Take the result for $\text{Var}(a_1X_1+Y_1)$ and let $Y_1=a_2X_2+Y_2$.

$\text{Var}(a_1X_1+Y_1)$

$\qquad=a_1^2\text{Var}(X_1)+2a_1\text{Cov}(X_1,Y_1)+\text{Var}(Y_1)$

$\qquad=a_1^2\text{Var}(X_1)+2a_1\text{Cov}(X_1,a_2X_2+Y_2)+\text{Var}(a_2X_2+Y_2)$

$\qquad=a_1^2\text{Var}(X_1)+2a_1a_2\text{Cov}(X_1,X_2)+2a_1\text{Cov}(X_1,Y_2)+\text{Var}(a_2X_2+Y_2)$

Then keep substituting $Y_{i-1}=a_iX_i+Y_i$ and using the same basic results, then at the last step use $Y_{n-1}=a_nX_n$

With vectors (so the result must be scalar):

$\text{Var}(a'\,X)=a'\,\text{Var}(X)\,a$

Or with a matrix (the result will be a variance-covariance matrix):

$\text{Var}(A\,X)=A\,\text{Var}(X)\,A'$

This has the advantage of giving covariances of the various linear combinations whose coefficients are the rows of $A$ on the off-diagonal elements in the result.

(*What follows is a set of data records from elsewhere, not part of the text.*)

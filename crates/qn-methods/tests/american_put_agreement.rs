//! The three numerical methods price the same American put.

use approx::assert_abs_diff_eq;
use qn_core::{Exercise, OptionType, Payoff, PlainVanillaPayoff, Real};
use qn_methods::finite_differences::{
    FdmBlackScholesMesher, FdmBlackScholesSolver, FdmBoundaryConditionSet, FdmLogInnerValue,
    FdmMesher, FdmMesherComposite, FdmSchemeDesc, FdmSolverDesc, FdmStepConditionComposite,
};
use qn_methods::lattice::{
    BinomialTree, BinomialType, BlackScholesLattice, DiscretizedAsset, DiscretizedVanillaOption,
};
use qn_methods::monte_carlo::{
    AmericanPathPricer, LongstaffSchwartzPathPricer, MonteCarloModel, PathGenerator,
};
use qn_methods::TimeGrid;
use qn_processes::GeneralizedBlackScholesProcess;
use qn_termstructures::{BlackConstantVol, FlatForward};
use std::sync::Arc;

const SPOT: Real = 100.0;
const STRIKE: Real = 100.0;
const RATE: Real = 0.05;
const DIVIDEND: Real = 0.02;
const VOL: Real = 0.25;
const MATURITY: Real = 1.0;

fn init_logging() {
    let _ = tracing_subscriber::fmt()
        .with_env_filter(tracing_subscriber::EnvFilter::from_default_env())
        .with_test_writer()
        .try_init();
}

fn process() -> Arc<GeneralizedBlackScholesProcess> {
    Arc::new(GeneralizedBlackScholesProcess::new(
        SPOT,
        Arc::new(FlatForward::new(RATE)),
        Arc::new(FlatForward::new(DIVIDEND)),
        Arc::new(BlackConstantVol::new(VOL)),
    ))
}

fn payoff() -> Arc<PlainVanillaPayoff> {
    Arc::new(PlainVanillaPayoff::new(OptionType::Put, STRIKE).unwrap())
}

fn finite_differences(exercise: &Exercise) -> Real {
    let process = process();
    let mesher: Arc<dyn FdmMesher> = Arc::new(FdmMesherComposite::from_1d(
        FdmBlackScholesMesher::new(400, &process, MATURITY, STRIKE, 1e-5, 1.5).unwrap(),
    ));
    let calculator = Arc::new(FdmLogInnerValue::new(payoff(), Arc::clone(&mesher), 0));
    let desc = FdmSolverDesc {
        condition: FdmStepConditionComposite::vanilla_composite(
            exercise,
            calculator.clone(),
            Arc::clone(&mesher),
        ),
        mesher,
        bc_set: FdmBoundaryConditionSet::new(),
        calculator,
        maturity: MATURITY,
        time_steps: 200,
        damping_steps: 5,
    };
    FdmBlackScholesSolver::new(process, STRIKE, desc, FdmSchemeDesc::douglas(), false, None)
        .unwrap()
        .value_at(SPOT)
}

fn binomial(exercise: &Exercise) -> Real {
    let steps = 801;
    let process = process();
    let tree =
        BinomialTree::new(BinomialType::LeisenReimer, &process, MATURITY, steps, STRIKE).unwrap();
    let lattice = BlackScholesLattice::build(tree, RATE, MATURITY, steps).unwrap();
    let mut option = DiscretizedVanillaOption::new(payoff(), exercise);
    option.initialize(&lattice, MATURITY).unwrap();
    option.rollback(&lattice, 0.0).unwrap();
    option.present_value(&lattice).unwrap()
}

fn longstaff_schwartz() -> (Real, Real) {
    let grid = TimeGrid::new(MATURITY, 50).unwrap();
    let curve = FlatForward::new(RATE);
    let payoff: Arc<dyn Payoff> = payoff();
    let exercise = AmericanPathPricer::new(payoff, STRIKE, 3).unwrap();
    let pricer = LongstaffSchwartzPathPricer::new(&grid, Box::new(exercise), &curve).unwrap();
    let generator = PathGenerator::new(process(), grid, 17).unwrap();
    let mut model = MonteCarloModel::new(generator, pricer, true);
    model.add_samples(4096);
    model.pricer_mut().calibrate().unwrap();
    model.reset_statistics();
    model.add_samples(16_384);
    let stats = model.statistics();
    (stats.mean().unwrap(), stats.error_estimate().unwrap())
}

#[test]
fn lattice_and_finite_differences_agree() {
    init_logging();
    let american = Exercise::american(0.0, MATURITY).unwrap();
    let fd = finite_differences(&american);
    let tree = binomial(&american);
    assert_abs_diff_eq!(fd, tree, epsilon = 2e-2);

    let european = Exercise::european(MATURITY).unwrap();
    assert!(fd > finite_differences(&european) + 0.1);
}

#[test]
fn least_squares_monte_carlo_is_close_below() {
    init_logging();
    let american = Exercise::american(0.0, MATURITY).unwrap();
    let reference = binomial(&american);
    let (value, error) = longstaff_schwartz();
    // a Bermudan with 50 dates and a sub-optimal rule sits slightly below
    assert!(value < reference + 3.0 * error, "{value} ± {error} vs {reference}");
    assert!(value > reference - 0.15, "{value} vs {reference}");
}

Even if you only know the univariate results, you can confirm these by checking element-by-element.

Answer 3

Here is a slightly different proof based on matrix algebra.

Convention: a vector of the kind $(m,y,v,e,c,t,o,r)$ is a column vector unless otherwise stated.

Let $a = (a_1,\ldots,a_n)$, $\mu = (\mu_1,\ldots,\mu_n) = E(X)$ and set $Y = a_1X_1+\ldots+a_nX_n = a^\top X$. Note first that, by the linearity of the integral (or sum) $$E(Y) = E(a_1X_1+\ldots+a_nX_n) = a_1\mu_1+\cdots +a_n\mu_n = a^\top \mu.$$

Then \begin{align} \text{var}(Y) &= E(Y-E(Y))^2 = E\left(a_1X_1+\ldots+a_nX_n-E(a_1X_1+\ldots+a_nX_n)\right)^2\\ & = E\left[(a^\top X - a^\top\mu)(a^\top X - a^\top\mu)\right]\\ & = E\left[(a^\top X - a^\top\mu)(a^\top X - a^\top\mu)^\top\right]\\ & = E\left[a^\top(X - \mu)(a^\top(X - \mu))^\top\right]\\ & = a^\top E\left[(X - \mu)(X - \mu)^\top a\right] \\ & = a^\top E\left[(X - \mu)(X - \mu)^\top\right]a \\\tag{*} & = a^\top \operatorname{cov}(X)a. \end{align}

Here $\operatorname{cov}(X) = [\operatorname{cov}(X_i,X_j)]$, is the covariance matrix of $X$ and with entries $\operatorname{cov}(X_i,X_j)$ such that $\operatorname{cov}(X_i,X_i) = \operatorname{var}(X_i)$. Note the trick of placing a $^\top$ symbol in the third line of the last equation, which is valid since $r^\top = r$ for any real $r$. In passing from the 4th equality to the 5th equality and from the 5th equality to the 6th equality I have again used the linearity of the expectation.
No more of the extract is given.